Data supplied —

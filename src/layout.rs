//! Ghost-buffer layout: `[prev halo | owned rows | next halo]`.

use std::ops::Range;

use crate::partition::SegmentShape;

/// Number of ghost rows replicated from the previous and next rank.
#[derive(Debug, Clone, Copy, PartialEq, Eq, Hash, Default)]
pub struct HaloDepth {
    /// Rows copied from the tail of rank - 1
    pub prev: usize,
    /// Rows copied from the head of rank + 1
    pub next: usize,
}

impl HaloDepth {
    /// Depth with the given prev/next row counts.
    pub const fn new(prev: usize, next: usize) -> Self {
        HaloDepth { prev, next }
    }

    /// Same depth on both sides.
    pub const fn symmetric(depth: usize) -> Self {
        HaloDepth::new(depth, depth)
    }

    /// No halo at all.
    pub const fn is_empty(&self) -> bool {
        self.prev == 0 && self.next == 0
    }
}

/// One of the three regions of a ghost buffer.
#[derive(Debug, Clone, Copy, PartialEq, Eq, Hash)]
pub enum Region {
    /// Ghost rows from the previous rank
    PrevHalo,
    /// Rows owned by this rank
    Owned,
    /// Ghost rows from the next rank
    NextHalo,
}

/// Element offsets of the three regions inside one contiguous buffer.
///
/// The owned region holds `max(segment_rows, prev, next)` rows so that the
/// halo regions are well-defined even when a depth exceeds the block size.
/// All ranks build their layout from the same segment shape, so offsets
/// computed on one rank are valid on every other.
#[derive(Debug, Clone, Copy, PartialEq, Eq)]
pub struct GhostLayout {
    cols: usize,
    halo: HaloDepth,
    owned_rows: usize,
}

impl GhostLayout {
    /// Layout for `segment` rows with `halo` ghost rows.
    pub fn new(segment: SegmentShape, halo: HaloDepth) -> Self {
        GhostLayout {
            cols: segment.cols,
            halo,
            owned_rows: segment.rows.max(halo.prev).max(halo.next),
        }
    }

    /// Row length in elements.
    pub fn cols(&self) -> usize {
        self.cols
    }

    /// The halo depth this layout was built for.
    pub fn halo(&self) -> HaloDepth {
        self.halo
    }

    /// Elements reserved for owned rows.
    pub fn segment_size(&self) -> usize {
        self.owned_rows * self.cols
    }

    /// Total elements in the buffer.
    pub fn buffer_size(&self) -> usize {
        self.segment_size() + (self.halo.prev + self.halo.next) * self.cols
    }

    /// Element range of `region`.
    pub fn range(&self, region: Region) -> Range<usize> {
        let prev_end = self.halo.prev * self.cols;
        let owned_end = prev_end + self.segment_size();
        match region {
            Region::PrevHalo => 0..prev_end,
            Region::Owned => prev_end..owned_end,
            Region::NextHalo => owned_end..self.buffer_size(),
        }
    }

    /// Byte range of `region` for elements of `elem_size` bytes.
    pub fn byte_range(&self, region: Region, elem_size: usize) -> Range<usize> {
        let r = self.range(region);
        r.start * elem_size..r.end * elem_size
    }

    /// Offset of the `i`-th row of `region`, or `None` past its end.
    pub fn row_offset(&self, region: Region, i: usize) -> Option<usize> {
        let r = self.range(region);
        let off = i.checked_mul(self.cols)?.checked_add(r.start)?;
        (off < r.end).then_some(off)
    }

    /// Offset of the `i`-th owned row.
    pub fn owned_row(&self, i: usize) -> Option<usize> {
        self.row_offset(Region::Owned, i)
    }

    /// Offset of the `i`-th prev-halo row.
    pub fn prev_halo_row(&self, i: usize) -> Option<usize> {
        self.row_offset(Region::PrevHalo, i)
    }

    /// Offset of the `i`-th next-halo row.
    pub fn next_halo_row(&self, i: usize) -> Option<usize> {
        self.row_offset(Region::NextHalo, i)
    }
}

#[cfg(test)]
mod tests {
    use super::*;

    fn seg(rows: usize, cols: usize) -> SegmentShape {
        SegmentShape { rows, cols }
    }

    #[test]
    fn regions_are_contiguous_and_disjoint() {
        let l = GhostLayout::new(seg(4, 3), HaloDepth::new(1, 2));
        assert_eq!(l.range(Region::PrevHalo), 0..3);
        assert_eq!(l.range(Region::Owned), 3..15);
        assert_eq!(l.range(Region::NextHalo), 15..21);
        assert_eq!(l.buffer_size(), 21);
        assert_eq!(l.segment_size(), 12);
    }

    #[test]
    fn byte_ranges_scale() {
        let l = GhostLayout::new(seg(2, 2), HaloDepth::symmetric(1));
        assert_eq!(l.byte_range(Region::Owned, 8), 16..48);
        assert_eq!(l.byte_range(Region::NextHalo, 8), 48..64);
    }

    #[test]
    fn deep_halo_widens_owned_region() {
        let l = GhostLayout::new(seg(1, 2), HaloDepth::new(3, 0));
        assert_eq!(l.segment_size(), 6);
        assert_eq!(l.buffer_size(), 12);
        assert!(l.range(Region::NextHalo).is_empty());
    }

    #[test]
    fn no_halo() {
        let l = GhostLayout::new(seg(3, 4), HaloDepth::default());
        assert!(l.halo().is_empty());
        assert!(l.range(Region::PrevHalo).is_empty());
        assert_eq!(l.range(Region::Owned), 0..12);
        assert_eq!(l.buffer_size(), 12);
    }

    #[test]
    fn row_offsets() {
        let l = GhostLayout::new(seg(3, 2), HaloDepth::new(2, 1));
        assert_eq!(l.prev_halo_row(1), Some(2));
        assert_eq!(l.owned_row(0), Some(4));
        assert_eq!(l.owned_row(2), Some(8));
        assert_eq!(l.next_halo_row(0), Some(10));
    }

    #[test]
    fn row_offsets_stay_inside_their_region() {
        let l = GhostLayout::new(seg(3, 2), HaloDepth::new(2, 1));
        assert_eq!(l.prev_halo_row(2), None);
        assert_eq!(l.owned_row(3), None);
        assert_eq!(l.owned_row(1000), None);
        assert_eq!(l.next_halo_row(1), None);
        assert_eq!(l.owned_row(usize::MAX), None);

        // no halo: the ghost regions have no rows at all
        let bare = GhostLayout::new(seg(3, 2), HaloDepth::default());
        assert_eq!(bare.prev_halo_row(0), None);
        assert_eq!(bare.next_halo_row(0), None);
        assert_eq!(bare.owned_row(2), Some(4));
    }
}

What to work on — Copy out all of the records, keeping every line identical.

Exercise output —
filename src/layout.rs
//! Ghost-buffer layout: `[prev halo | owned rows | next halo]`.

use std::ops::Range;

use crate::partition::SegmentShape;

/// Number of ghost rows replicated from the previous and next rank.
#[derive(Debug, Clone, Copy, PartialEq, Eq, Hash, Default)]
pub struct HaloDepth {
    /// Rows copied from the tail of rank - 1
    pub prev: usize,
    /// Rows copied from the head of rank + 1
    pub next: usize,
}

impl HaloDepth {
    /// Depth with the given prev/next row counts.
    pub const fn new(prev: usize, next: usize) -> Self {
        HaloDepth { prev, next }
    }

    /// Same depth on both sides.
    pub const fn symmetric(depth: usize) -> Self {
        HaloDepth::new(depth, depth)
    }

    /// No halo at all.
    pub const fn is_empty(&self) -> bool {
        self.prev == 0 && self.next == 0
    }
}

/// One of the three regions of a ghost buffer.
#[derive(Debug, Clone, Copy, PartialEq, Eq, Hash)]
pub enum Region {
    /// Ghost rows from the previous rank
    PrevHalo,
    /// Rows owned by this rank
    Owned,
    /// Ghost rows from the next rank
    NextHalo,
}

/// Element offsets of the three regions inside one contiguous buffer.
///
/// The owned region holds `max(segment_rows, prev, next)` rows so that the
/// halo regions are well-defined even when a depth exceeds the block size.
/// All ranks build their layout from the same segment shape, so offsets
/// computed on one rank are valid on every other.
#[derive(Debug, Clone, Copy, PartialEq, Eq)]
pub struct GhostLayout {
    cols: usize,
    halo: HaloDepth,
    owned_rows: usize,
}

impl GhostLayout {
    /// Layout for `segment` rows with `halo` ghost rows.
    pub fn new(segment: SegmentShape, halo: HaloDepth) -> Self {
        GhostLayout {
            cols: segment.cols,
            halo,
            owned_rows: segment.rows.max(halo.prev).max(halo.next),
        }
    }

    /// Row length in elements.
    pub fn cols(&self) -> usize {
        self.cols
    }

    /// The halo depth this layout was built for.
    pub fn halo(&self) -> HaloDepth {
        self.halo
    }

    /// Elements reserved for owned rows.
    pub fn segment_size(&self) -> usize {
        self.owned_rows * self.cols
    }

    /// Total elements in the buffer.
    pub fn buffer_size(&self) -> usize {
        self.segment_size() + (self.halo.prev + self.halo.next) * self.cols
    }

    /// Element range of `region`.
    pub fn range(&self, region: Region) -> Range<usize> {
        let prev_end = self.halo.prev * self.cols;
        let owned_end = prev_end + self.segment_size();
        match region {
            Region::PrevHalo => 0..prev_end,
            Region::Owned => prev_end..owned_end,
            Region::NextHalo => owned_end..self.buffer_size(),
        }
    }

    /// Byte range of `region` for elements of `elem_size` bytes.
    pub fn byte_range(&self, region: Region, elem_size: usize) -> Range<usize> {
        let r = self.range(region);
        r.start * elem_size..r.end * elem_size
    }

    /// Offset of the `i`-th row of `region`, or `None` past its end.
    pub fn row_offset(&self, region: Region, i: usize) -> Option<usize> {
        let r = self.range(region);
        let off = i.checked_mul(self.cols)?.checked_add(r.start)?;
        (off < r.end).then_some(off)
    }

    /// Offset of the `i`-th owned row.
    pub fn owned_row(&self, i: usize) -> Option<usize> {
        self.row_offset(Region::Owned, i)
    }

    /// Offset of the `i`-th prev-halo row.
    pub fn prev_halo_row(&self, i: usize) -> Option<usize> {
        self.row_offset(Region::PrevHalo, i)
    }

    /// Offset of the `i`-th next-halo row.
    pub fn next_halo_row(&self, i: usize) -> Option<usize> {
        self.row_offset(Region::NextHalo, i)
    }
}

#[cfg(test)]
mod tests {
    use super::*;

    fn seg(rows: usize, cols: usize) -> SegmentShape {
        SegmentShape { rows, cols }
    }

    #[test]
    fn regions_are_contiguous_and_disjoint() {
        let l = GhostLayout::new(seg(4, 3), HaloDepth::new(1, 2));
        assert_eq!(l.range(Region::PrevHalo), 0..3);
        assert_eq!(l.range(Region::Owned), 3..15);
        assert_eq!(l.range(Region::NextHalo), 15..21);
        assert_eq!(l.buffer_size(), 21);
        assert_eq!(l.segment_size(), 12);
    }

    #[test]
    fn byte_ranges_scale() {
        let l = GhostLayout::new(seg(2, 2), HaloDepth::symmetric(1));
        assert_eq!(l.byte_range(Region::Owned, 8), 16..48);
        assert_eq!(l.byte_range(Region::NextHalo, 8), 48..64);
    }

    #[test]
    fn deep_halo_widens_owned_region() {
        let l = GhostLayout::new(seg(1, 2), HaloDepth::new(3, 0));
        assert_eq!(l.segment_size(), 6);
        assert_eq!(l.buffer_size(), 12);
        assert!(l.range(Region::NextHalo).is_empty());
    }

    #[test]
    fn no_halo() {
        let l = GhostLayout::new(seg(3, 4), HaloDepth::default());
        assert!(l.halo().is_empty());
        assert!(l.range(Region::PrevHalo).is_empty());
        assert_eq!(l.range(Region::Owned), 0..12);
        assert_eq!(l.buffer_size(), 12);
    }

    #[test]
    fn row_offsets() {
        let l = GhostLayout::new(seg(3, 2), HaloDepth::new(2, 1));
        assert_eq!(l.prev_halo_row(1), Some(2));
        assert_eq!(l.owned_row(0), Some(4));
        assert_eq!(l.owned_row(2), Some(8));
        assert_eq!(l.next_halo_row(0), Some(10));
    }

    #[test]
    fn row_offsets_stay_inside_their_region() {
        let l = GhostLayout::new(seg(3, 2), HaloDepth::new(2, 1));
        assert_eq!(l.prev_halo_row(2), None);
        assert_eq!(l.owned_row(3), None);
        assert_eq!(l.owned_row(1000), None);
        assert_eq!(l.next_halo_row(1), None);
        assert_eq!(l.owned_row(usize::MAX), None);

        // no halo: the ghost regions have no rows at all
        let bare = GhostLayout::new(seg(3, 2), HaloDepth::default());
        assert_eq!(bare.prev_halo_row(0), None);
        assert_eq!(bare.next_halo_row(0), None);
        assert_eq!(bare.owned_row(2), Some(4));
    }
}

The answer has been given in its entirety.